Organspende — Skandal mit Langzeitfolgen
Manipulationen haben das Vertrauen erschüttert. Fachmann sieht dennoch Fortschritt.
Berlin. Es scheint ein Skandal ohne Ende: Seit in Göttingen im Juli 2012 Manipulationen bei Lebertransplantationen aufflogen, bleibt die Organspende in Deutschland ein Thema, das viele Emotionen weckt. Es geht nicht nur um den Ruf von Kliniken, sondern auch um das Gesundheitssystem und seine wirtschaftlichen Zwänge. Und da ist Hans Lilie, Jura-Professor in Halle (Saale), an der Schnittstelle von Medizin, Ethik und Recht. Also jemand, der eher nicht im Verdacht steht, dem Charme der Ärzte-Lobby sofort zu erliegen. Und er sagt überraschende Sätze wie: „Eigentlich ist die Manipulation in der Transplantation eine Erfolgsstory für die ärztliche Selbstverwaltung.“
Wie passt das alles zusammen? Es geht ja längst nicht mehr nur um Göttingen. Es geht um Verdachtsfälle in Regensburg, München und seit Jahresbeginn auch in Leipzig. Die Staatsanwaltschaften sind am Zug. Der Skandal zieht Kreise: Wer will noch Organe spenden? 12 000 Menschen in Deutschland warten darauf. Von Januar bis September wurden 829 gespendet — 70 weniger als im gleichen Zeitraum 2011.
Was Lilie mit Erfolgsstory meint, hat mit den Folgen von Göttingen zu tun. Auch für ihn war der erste Verdacht quälend. Der Jurist war entsetzt und schockiert — vor allem als Vorsitzender der Ständigen Kommission Organtransplantation der Bundesärztekammer. Heute gehört er zum Kontrollteam, das unangemeldet Leber-Transplantationszentren besucht und Einsicht in die Unterlagen verlangt. Es ist ein Ehrenamt, es frisst viel Zeit.

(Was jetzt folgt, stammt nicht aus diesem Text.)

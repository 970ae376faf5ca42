//! Bidirectional adjacency between nodes.
//!
//! Edges are recorded symmetrically: the ancestor stores the descendant
//! in its descendant map, the descendant stores the ancestor in its
//! ancestor map, each entry annotated with the neighbour's completion
//! bit. The abort channel needs no per-edge subscriptions: the fan-out in
//! [`crate::scheduler::abort`] walks this adjacency in both directions.

use crate::node::{NeighborEntry, Node};
use crate::types::NodeId;
use std::collections::HashSet;
use std::fmt::Write as _;
use std::sync::Arc;

/// Create the edge `ancestor → descendant`.
///
/// Both adjacency entries are recorded, each with a completion bit
/// reflecting whether the other side has already finished. Connecting an
/// already-connected pair refreshes the bits.
pub fn connect(ancestor: &Arc<Node>, descendant: &Arc<Node>) {
    let ancestor_finished = ancestor.is_finished();
    let descendant_finished = descendant.is_finished();

    upsert(
        &mut ancestor.state.lock().descendants,
        descendant,
        descendant_finished,
    );
    upsert(
        &mut descendant.state.lock().ancestors,
        ancestor,
        ancestor_finished,
    );
}

/// Remove the edge `ancestor → descendant`; the exact inverse of
/// [`connect`].
pub fn disconnect(ancestor: &Arc<Node>, descendant: &Arc<Node>) {
    ancestor
        .state
        .lock()
        .descendants
        .retain(|e| e.node.id() != descendant.id());
    descendant
        .state
        .lock()
        .ancestors
        .retain(|e| e.node.id() != ancestor.id());
}

/// Check whether both adjacency entries of `ancestor → descendant` exist.
#[must_use]
pub fn connected(ancestor: &Arc<Node>, descendant: &Arc<Node>) -> bool {
    let forward = ancestor
        .state
        .lock()
        .descendants
        .iter()
        .any(|e| e.node.id() == descendant.id());
    let backward = descendant
        .state
        .lock()
        .ancestors
        .iter()
        .any(|e| e.node.id() == ancestor.id());
    forward && backward
}

/// Check whether the edge between the two nodes (in either orientation)
/// is removable: the parent has exactly one descendant and the child
/// exactly one ancestor. Such edges are fusible by the optimiser.
#[must_use]
pub fn is_removable(a: &Arc<Node>, b: &Arc<Node>) -> bool {
    if connected(b, a) {
        b.descendant_count() == 1 && a.ancestor_count() == 1
    } else if connected(a, b) {
        a.descendant_count() == 1 && b.ancestor_count() == 1
    } else {
        false
    }
}

fn upsert(entries: &mut Vec<NeighborEntry>, node: &Arc<Node>, done: bool) {
    if let Some(entry) = entries.iter_mut().find(|e| e.node.id() == node.id()) {
        entry.done = done;
    } else {
        entries.push(NeighborEntry {
            node: Arc::clone(node),
            done,
        });
    }
}

/// Parent-to-direct-children snapshot of a weakly connected component.
///
/// Produced by [`flatten`]; used by the optimiser and for debug output.
pub struct FlatGraph {
    entries: Vec<FlatEntry>,
}

/// One node of a [`FlatGraph`] and the ids of its direct children.
pub struct FlatEntry {
    /// The node handle.
    pub node: Arc<Node>,
    /// Ids of the node's direct descendants at snapshot time.
    pub children: Vec<NodeId>,
}

impl FlatGraph {
    /// The entries, in discovery order.
    #[must_use]
    pub fn entries(&self) -> &[FlatEntry] {
        &self.entries
    }

    /// Number of nodes in the component.
    #[must_use]
    pub fn len(&self) -> usize {
        self.entries.len()
    }

    /// Whether the component is empty.
    #[must_use]
    pub fn is_empty(&self) -> bool {
        self.entries.is_empty()
    }

    /// Look up a node handle by id.
    #[must_use]
    pub fn get(&self, id: NodeId) -> Option<&Arc<Node>> {
        self.entries
            .iter()
            .find(|e| e.node.id() == id)
            .map(|e| &e.node)
    }

    /// Render the component as DOT graph-description text.
    ///
    /// The caller decides what to do with the text; this module does not
    /// shell out to any drawing tool.
    #[must_use]
    pub fn to_dot(&self) -> String {
        let mut dot = String::from("digraph g{\n");
        for entry in &self.entries {
            let node = &entry.node;
            let mut label = format!("{}\\nID {}", node.class_tag(), node.id());
            if !node.nickname().is_empty() {
                let _ = write!(label, "\\nNick: {}", node.nickname());
            }
            let _ = writeln!(dot, "var{}[label=\"{}\"];", node.id().as_u64(), label);
        }
        for entry in &self.entries {
            for child in &entry.children {
                let _ = writeln!(
                    dot,
                    "var{} -> var{}",
                    entry.node.id().as_u64(),
                    child.as_u64()
                );
            }
        }
        dot.push_str("}\n");
        dot
    }
}

/// Snapshot the parent-to-children adjacency of the whole weakly
/// connected component reachable from `node`.
///
/// The walk keeps a visited set; revisiting a node is logged as a
/// possible loop and that branch is cut. This is the engine's only cycle
/// guard.
#[must_use]
pub fn flatten(node: &Arc<Node>) -> FlatGraph {
    let mut graph = FlatGraph {
        entries: Vec::new(),
    };
    let mut visited = HashSet::new();
    flatten_into(node, &mut graph, &mut visited);
    graph
}

fn flatten_into(node: &Arc<Node>, graph: &mut FlatGraph, visited: &mut HashSet<NodeId>) {
    if !visited.insert(node.id()) {
        tracing::warn!(node = %node.print_name(), "flatten revisited a node, possible loop");
        return;
    }
    let descendants = node.descendants();
    graph.entries.push(FlatEntry {
        node: Arc::clone(node),
        children: descendants.iter().map(|d| d.id()).collect(),
    });
    for relative in descendants.into_iter().chain(node.ancestors()) {
        if !visited.contains(&relative.id()) {
            flatten_into(&relative, graph, visited);
        }
    }
}
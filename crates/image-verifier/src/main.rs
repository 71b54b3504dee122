//! Image verification runner
//!
//! Builds every image variant of the work directory and checks that each one
//! serves the fixture webapp.

use std::path::PathBuf;
use std::time::Duration;

use anyhow::{Context, Result};
use clap::{Args, Parser, Subcommand, ValueEnum};
use image_verifier::{DockerRuntime, SuiteReport, VerifierConfig, discover_image_tags};
use tracing::info;
use tracing_subscriber::EnvFilter;

#[derive(Parser)]
#[command(name = "image-verifier")]
#[command(about = "Build versioned container images and verify each serves the test webapp")]
#[command(version)]
struct Cli {
    #[command(subcommand)]
    command: Commands,

    #[command(flatten)]
    common: CommonArgs,

    /// Enable verbose logging
    #[arg(short, long, global = true)]
    verbose: bool,

    /// Log output format
    #[arg(long, value_enum, default_value_t = LogFormat::Text, global = true)]
    log_format: LogFormat,
}

#[derive(Clone, Copy, ValueEnum)]
enum LogFormat {
    Text,
    Json,
}

#[derive(Args)]
struct CommonArgs {
    /// Directory with one sub-directory per image tag and the Makefile
    #[arg(long, env = "IMAGE_VERIFIER_WORK_DIR", global = true)]
    work_dir: Option<PathBuf>,

    /// Repository name of the images under test
    #[arg(long, env = "IMAGE_VERIFIER_IMAGE", default_value = "jetty", global = true)]
    image_name: String,

    /// Host used to reach published ports
    #[arg(long, env = "IMAGE_VERIFIER_HOST", global = true)]
    host: Option<String>,
}

#[derive(Args)]
struct VerifyArgs {
    /// Only verify this tag (repeatable)
    #[arg(long = "tag", value_name = "TAG")]
    tags: Vec<String>,

    /// Fixture webapp directory (defaults to src/test/resources/test-webapp)
    #[arg(long, value_name = "PATH")]
    fixture_dir: Option<PathBuf>,

    /// Seconds a started image may take to answer HTTP
    #[arg(long, default_value_t = 60)]
    startup_timeout: u64,

    /// Print the report as JSON
    #[arg(long)]
    json: bool,
}

#[derive(Subcommand)]
enum Commands {
    /// List the image tags found in the work directory
    Discover,

    /// Build all images without verifying them
    Build {
        /// Seconds the build container may run
        #[arg(long, default_value_t = 600)]
        build_timeout: u64,
    },

    /// Verify images that were already built
    Verify(VerifyArgs),

    /// Build all images, then verify each one
    Run {
        /// Skip the build stage
        #[arg(long)]
        skip_build: bool,

        /// Seconds the build container may run
        #[arg(long, default_value_t = 600)]
        build_timeout: u64,

        #[command(flatten)]
        verify: VerifyArgs,
    },
}

#[tokio::main]
async fn main() -> Result<()> {
    let cli = Cli::parse();
    init_tracing(cli.verbose, cli.log_format);

    let config = base_config(&cli.common)?;

    match cli.command {
        Commands::Discover => {
            let tags = discover_image_tags(&config.work_dir)?;
            for tag in tags {
                println!("{}", tag);
            }
        }
        Commands::Build { build_timeout } => {
            let config = config.with_build_timeout(Duration::from_secs(build_timeout));
            let runtime = DockerRuntime::connect(config.host_override.as_deref()).await?;
            let outcome = image_verifier::run_build(&config, &runtime)
                .await
                .context("Image build failed")?;
            info!("Images built in {:?}", outcome.duration);
        }
        Commands::Verify(args) => {
            let config = apply_verify_args(config.with_skip_build(), &args)?;
            run(config, args.json).await?;
        }
        Commands::Run {
            skip_build,
            build_timeout,
            verify,
        } => {
            let mut config = apply_verify_args(config, &verify)?
                .with_build_timeout(Duration::from_secs(build_timeout));
            config.skip_build = skip_build;
            run(config, verify.json).await?;
        }
    }

    Ok(())
}

fn init_tracing(verbose: bool, format: LogFormat) {
    let default_level = if verbose { "debug" } else { "info" };
    let filter =
        EnvFilter::try_from_default_env().unwrap_or_else(|_| EnvFilter::new(default_level));
    let builder = tracing_subscriber::fmt()
        .with_env_filter(filter)
        .with_target(false);

    match format {
        LogFormat::Text => builder.init(),
        LogFormat::Json => builder.json().init(),
    }
}

fn base_config(common: &CommonArgs) -> Result<VerifierConfig> {
    let work_dir = match &common.work_dir {
        Some(dir) => dir.clone(),
        None => std::env::current_dir().context("Failed to get current directory")?,
    };
    let work_dir = work_dir
        .canonicalize()
        .with_context(|| format!("Failed to canonicalize work directory {:?}", work_dir))?;

    let mut config = VerifierConfig::new(work_dir).with_image_name(&common.image_name);
    if let Some(host) = &common.host {
        config = config.with_host_override(host);
    }
    Ok(config)
}

fn apply_verify_args(config: VerifierConfig, args: &VerifyArgs) -> Result<VerifierConfig> {
    let mut config = config.with_tag_filter(args.tags.clone());
    if let Some(dir) = &args.fixture_dir {
        let dir = dir
            .canonicalize()
            .with_context(|| format!("Failed to canonicalize fixture directory {:?}", dir))?;
        config = config.with_fixture_dir(dir);
    }
    config.startup_timeout = Duration::from_secs(args.startup_timeout);
    Ok(config)
}

async fn run(config: VerifierConfig, json: bool) -> Result<()> {
    let runtime = DockerRuntime::connect(config.host_override.as_deref())
        .await
        .context("Failed to connect to Docker")?;
    let report = match image_verifier::run_suite(config, runtime).await {
        Ok(report) => report,
        Err(e) if e.is_fatal() => {
            return Err(anyhow::Error::new(e).context("Setup failed, no images were verified"));
        }
        Err(e) => {
            return Err(anyhow::Error::new(e)
                .context("Container runtime error during setup, no images were verified"));
        }
    };

    print_report(&report, json)?;
    if !report.is_success() {
        anyhow::bail!(
            "{} of {} images failed verification, {} containers not cleaned up",
            report.failed().count(),
            report.tags.len(),
            report.cleanup_errors().count()
        );
    }
    Ok(())
}

fn print_report(report: &SuiteReport, json: bool) -> Result<()> {
    if json {
        println!("{}", report.to_json()?);
    } else {
        println!("{}", report);
    }
    Ok(())
}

Inzwischen kann er dem Skandal auch positive Seiten abgewinnen. „Wir haben aus Göttingen gelernt“, sagt er. „Wir haben das System so geändert, dass wir so etwas wie in Leipzig jetzt ohne weiteres aufdecken konnten.“ Seine Botschaft für die Zukunft lautet: „Diese Art von Manipulationen wird es nicht mehr geben.“
Es habe sie schon seit Göttingen nicht mehr gegeben, auch der jüngste Leipziger Verdacht beziehe sich auf die Vorjahre. Insgesamt 38 Patienten sollen in Leipzig fälschlicherweise als Dialyse-Fälle geführt worden sein, um sie auf der Warteliste für eine Spenderleber nach oben rutschen zu lassen. Der Direktor der Transplantationsklinik und zwei Oberärzte wurde vom Dienst suspendiert. Die Staatsanwaltschaft Leipzig hat Vorermittlungen aufgenommen.
Bis Dezember sei es gelungen, Gesetze und Arbeitsregeln für die Transplantationsmedizin umzukrempeln — zum Beispiel durch neue Kontrollen und fachübergreifende Konferenzen für die Organvergabe, betont Lilie. „Das kann keine staatliche Organisation so schnell.“
Längst nicht alle sehen das so positiv. Patientenschützer wie Eugen Brysch von der Deutschen Stiftung Patientenschutz (vormals: Hospizstiftung) fordern, die Zahl der 47 Transplantationszentren in Deutschland zu halbieren. Sogar unter Lebertransplanteuren wünschten sich einige weniger Zentren, sagt auch Lilie. Weil dann der Druck wegfiele. Ein wirtschaftlicher Druck, der diesen Skandal möglicherweise erst heraufbeschworen hat. Eine Lebertransplantation bringt einer Klinik etwa 120 000 Euro Umsatz. 20 Operationen sind also lukrativer als zehn.